Hyunsuk Shim, PhD
Title: Associate Professor of Radiology
Associate Professor of Winship Cancer Institute
Chair, Pharmacology graduate program faculty membership committee
Division: Radiopharmaceutical Discovery
Focus Area: Development of targeted therapy for Cancer Metastasis and inflammation, Positron Emission Tomography radiotracer development, Monitoring therapeutic response using MRI/MRS, Intraoperative surgical guidance using optical imaging.
Doctorate: Biophysics University of Illinois at Urbana - IL
Other: Post-doctorate - Department of Medicine, Johns Hopkins
Post-doctorate - Radiology Department, Johns Hopkins
Current Organization:
American Association for Cancer Research
Radiological Society of North America
Society of Nuclear Medicine
International Society of Magnetic Resonance in Medicine
Molecular Systems and Pharmacology Graduate Program Executive Committee
Promotion committee, Department of Radiology
Advisory Committee, Cell Imaging Core of P30 NCI-Designated Cancer Center
Program committee for Tumor Metastasis, American Association for Cancer Research
Career Sketch: Hyunsuk Shim, PhD became a faculty member of Emory University in 2002, when she joined the department of Hematology and Oncology.

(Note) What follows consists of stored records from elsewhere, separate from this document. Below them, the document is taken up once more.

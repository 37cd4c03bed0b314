//! Migration runner for chat-api.
//!
//! Usage:
//!   cargo run -p chat-api --bin chat-migrate
//!   cargo run -p chat-api --bin chat-migrate -- --test
//!   cargo run -p chat-api --bin chat-migrate -- --revert
//!
//! Reads DATABASE_URL from the environment (or .env via dotenvy). `--test`
//! targets the `<db>_test` database next to it.

use std::path::Path;

use diesel::pg::PgConnection;
use diesel::Connection;
use diesel_migrations::{embed_migrations, EmbeddedMigrations, MigrationHarness};

const MIGRATIONS: EmbeddedMigrations = embed_migrations!("./migrations");

fn main() {
    if dotenvy::dotenv().is_err() {
        let env_path = Path::new(env!("CARGO_MANIFEST_DIR")).join(".env");
        let _ = dotenvy::from_path(env_path);
    }

    let args: Vec<String> = std::env::args().skip(1).collect();
    let mut database_url = std::env::var("DATABASE_URL").expect("DATABASE_URL env var is required");
    if args.iter().any(|arg| arg == "--test") {
        database_url = test_database_url(&database_url);
    }

    println!("Connecting to database...");
    let mut conn = PgConnection::establish(&database_url).expect("failed to connect to database");

    if args.iter().any(|arg| arg == "--revert") {
        let reverted = conn
            .revert_last_migration(MIGRATIONS)
            .expect("failed to revert migration");
        println!("Reverted: {reverted}");
        return;
    }

    println!("Running pending migrations...");
    let applied = conn
        .run_pending_migrations(MIGRATIONS)
        .expect("failed to run migrations");

    if applied.is_empty() {
        println!("No pending migrations.");
    } else {
        for migration in &applied {
            println!("  Applied: {migration}");
        }
        println!("{} migration(s) applied.", applied.len());
    }
}

/// `postgres://host/chat?x=y` becomes `postgres://host/chat_test?x=y`.
fn test_database_url(database_url: &str) -> String {
    let (base, query) = match database_url.split_once('?') {
        Some((base, query)) => (base, Some(query)),
        None => (database_url, None),
    };
    let Some((prefix, db_name)) = base.rsplit_once('/') else {
        return database_url.to_string();
    };
    if db_name.is_empty() || db_name.ends_with("_test") {
        return database_url.to_string();
    }

    let mut updated = format!("{prefix}/{db_name}_test");
    if let Some(query) = query {
        updated.push('?');
        updated.push_str(query);
    }
    updated
}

Hyunsuk Shim, PhD became a faculty member of Emory University in 2002, when she joined the department of Hematology and Oncology. As of August 2008, Dr. Shim moved to the Department of Radiology to apply her wide experience and knowledge in molecular imaging and drug discovery. Her current NIH-funded studies include:
1. R01 CA 109366 (PI: Shim): The long-term outcome that we hope to achieve is the identification of a small molecule that will attenuate tumor metastasis in-vivo while demonstrating a sufficient pharmacokinetic and toxicological profile to merit advancement into human, clinical evaluation. Presently, we have identified a library of small molecules, including MSX-122 which is currently the most advanced, that bind potently to CXCR4 and thus block the CXCR4/SDF-1 signaling process in collaboration with Drs Liotta/Snyder.

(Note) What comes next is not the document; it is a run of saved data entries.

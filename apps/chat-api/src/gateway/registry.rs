//! Process-wide map from user id to the live session that receives routed
//! events for that user.

use dashmap::DashMap;

use super::session::{ConnectionHandle, Session};

/// Single source of truth for "is this user currently reachable".
///
/// Backed by `DashMap`, so each operation is atomic on its own and only
/// locks the shard holding that user. Last connect wins: admitting a second
/// connection for the same user replaces the mapping without closing the
/// earlier connection.
#[derive(Default)]
pub struct SessionRegistry {
    sessions: DashMap<String, Session>,
}

impl SessionRegistry {
    pub fn new() -> Self {
        Self::default()
    }

    /// Insert or overwrite the session for its user. Returns the displaced
    /// session, if any.
    pub fn admit(&self, session: Session) -> Option<Session> {
        self.sessions.insert(session.identity.id.clone(), session)
    }

    /// The handle routed events for `user_id` should go to. `None` means
    /// offline.
    pub fn lookup(&self, user_id: &str) -> Option<ConnectionHandle> {
        self.sessions.get(user_id).map(|s| s.handle.clone())
    }

    pub fn is_online(&self, user_id: &str) -> bool {
        self.sessions.contains_key(user_id)
    }

    /// Remove the mapping for `user_id`. Idempotent.
    pub fn evict(&self, user_id: &str) -> Option<Session> {
        self.sessions.remove(user_id).map(|(_, s)| s)
    }

    /// Remove the mapping only if it still points at `connection_id`.
    ///
    /// A displaced connection closing must not take its replacement offline.
    pub fn evict_connection(&self, user_id: &str, connection_id: &str) -> Option<Session> {
        self.sessions
            .remove_if(user_id, |_, s| s.connection_id() == connection_id)
            .map(|(_, s)| s)
    }

    /// Snapshot of every live session except those of `user_id`.
    pub fn others(&self, user_id: &str) -> Vec<Session> {
        self.sessions
            .iter()
            .filter(|entry| entry.key() != user_id)
            .map(|entry| entry.value().clone())
            .collect()
    }

    pub fn len(&self) -> usize {
        self.sessions.len()
    }

    pub fn is_empty(&self) -> bool {
        self.sessions.is_empty()
    }
}

#[cfg(test)]
mod tests {
    use std::sync::Arc;

    use super::*;
    use crate::models::user::Identity;

    fn session(id: &str, name: &str) -> Session {
        let (handle, _rx) = ConnectionHandle::open();
        Session::new(Identity::new(id, name), handle)
    }

    #[test]
    fn admit_and_lookup() {
        let registry = SessionRegistry::new();
        let alice = session("usr_a", "alice");
        assert!(registry.admit(alice.clone()).is_none());

        let handle = registry.lookup("usr_a").unwrap();
        assert_eq!(handle.id(), alice.connection_id());
        assert!(registry.lookup("usr_b").is_none());
        assert!(registry.is_online("usr_a"));
    }

    #[test]
    fn last_connect_wins() {
        let registry = SessionRegistry::new();
        let first = session("usr_a", "alice");
        let second = session("usr_a", "alice");

        registry.admit(first.clone());
        let displaced = registry.admit(second.clone()).unwrap();

        assert_eq!(displaced.connection_id(), first.connection_id());
        assert_eq!(registry.lookup("usr_a").unwrap().id(), second.connection_id());
        assert_eq!(registry.len(), 1);
    }

    #[test]
    fn evict_is_idempotent() {
        let registry = SessionRegistry::new();
        registry.admit(session("usr_a", "alice"));

        assert!(registry.evict("usr_a").is_some());
        assert!(registry.evict("usr_a").is_none());
        assert!(registry.lookup("usr_a").is_none());
        assert!(registry.is_empty());
    }

    #[test]
    fn displaced_connection_cannot_evict_replacement() {
        let registry = SessionRegistry::new();
        let first = session("usr_a", "alice");
        let second = session("usr_a", "alice");
        registry.admit(first.clone());
        registry.admit(second.clone());

        assert!(registry.evict_connection("usr_a", first.connection_id()).is_none());
        assert!(registry.is_online("usr_a"));

        assert!(registry.evict_connection("usr_a", second.connection_id()).is_some());
        assert!(!registry.is_online("usr_a"));
    }

    #[test]
    fn others_excludes_user() {
        let registry = SessionRegistry::new();
        registry.admit(session("usr_a", "alice"));
        registry.admit(session("usr_b", "bob"));
        registry.admit(session("usr_c", "carol"));

        let mut names: Vec<_> = registry
            .others("usr_b")
            .into_iter()
            .map(|s| s.identity.username)
            .collect();
        names.sort();
        assert_eq!(names, ["alice", "carol"]);
    }

    #[test]
    fn concurrent_admits_leave_one_entry_per_user() {
        let registry = Arc::new(SessionRegistry::new());
        let threads: Vec<_> = (0..8)
            .map(|i| {
                let registry = registry.clone();
                std::thread::spawn(move || {
                    for j in 0..100 {
                        let id = format!("usr_{}", (i * 100 + j) % 50);
                        registry.admit(session(&id, "user"));
                        let _ = registry.lookup(&id);
                    }
                })
            })
            .collect();
        for t in threads {
            t.join().unwrap();
        }
        assert_eq!(registry.len(), 50);
    }
}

2. R21 HL092518 (PI: Shim & Shu): The objective of this project is to determine whether blocking CXCR4/SDF-1 function will prevent radiation-induced pulmonary fibrosis. Lung fibrosis is the dose limiting toxicity of radiation therapy for cancer patients.
3. P50 CA128301 (Project 2 PI: Shim): We have demonstrated that CXCR4 is a required factor for metastatic progression in head and neck cancer. Therefore, we are developing Positron Emission Tomography (PET) tracers to detect CXCR4 expression levels non-invasively in a whole body PET imaging. We plan to do monkey toxicity study of the lead compound soon to file expedited IND (eIND) to FDA to expedite its translation to the clinic. This is in collaboration with Mark Goodman, Dennis Liotta, Carolyn Meltzer, Nabil Saba, and all other ICMIC P50 investigators.
4. R21CA141836 (PI: Olson, Hu, and Shim): During carcinogenesis, tumor-suppressor genes can be silenced by aberrant histone deacetylation. This epigenetic modification has become an important target for tumor therapy. Vorinostat is an orally active, potent inhibitor of HDAC activity, and its phase II evaluation in glioblastoma is scheduled to begin in 2011. Our objective is to establish an important clinical MRS-based tool to predict the therapeutic response at the early stage of vorinostat treatment initiation. This is in collaboration with Jeffrey Olson, Xiaoping Hu, Andrew Miller, Carolyn Meltzer, Donald Harvey, Robert Lyles, and Dan Brat.
5. RC1 AI081273 (PI: Shim and Shu): The goal of this proposal is to evaluate a new drug for its ability to suppress the development of radiation-induced pulmonary fibrosis. Because of better supportive medical care for subjects that have undergone high total body exposure to radiation, such patients are now able to survive the bone marrow and GI toxicities that they might have previously succumbed to. Thus, such patients can now survive these total body exposures and will be more likely to develop other devastating late toxicities such as pulmonary fibrosis. If successful, this drug will be further evaluated in clinical trials to attempt to define its use as a mitigator of radiation-induced pulmonary fibrosis.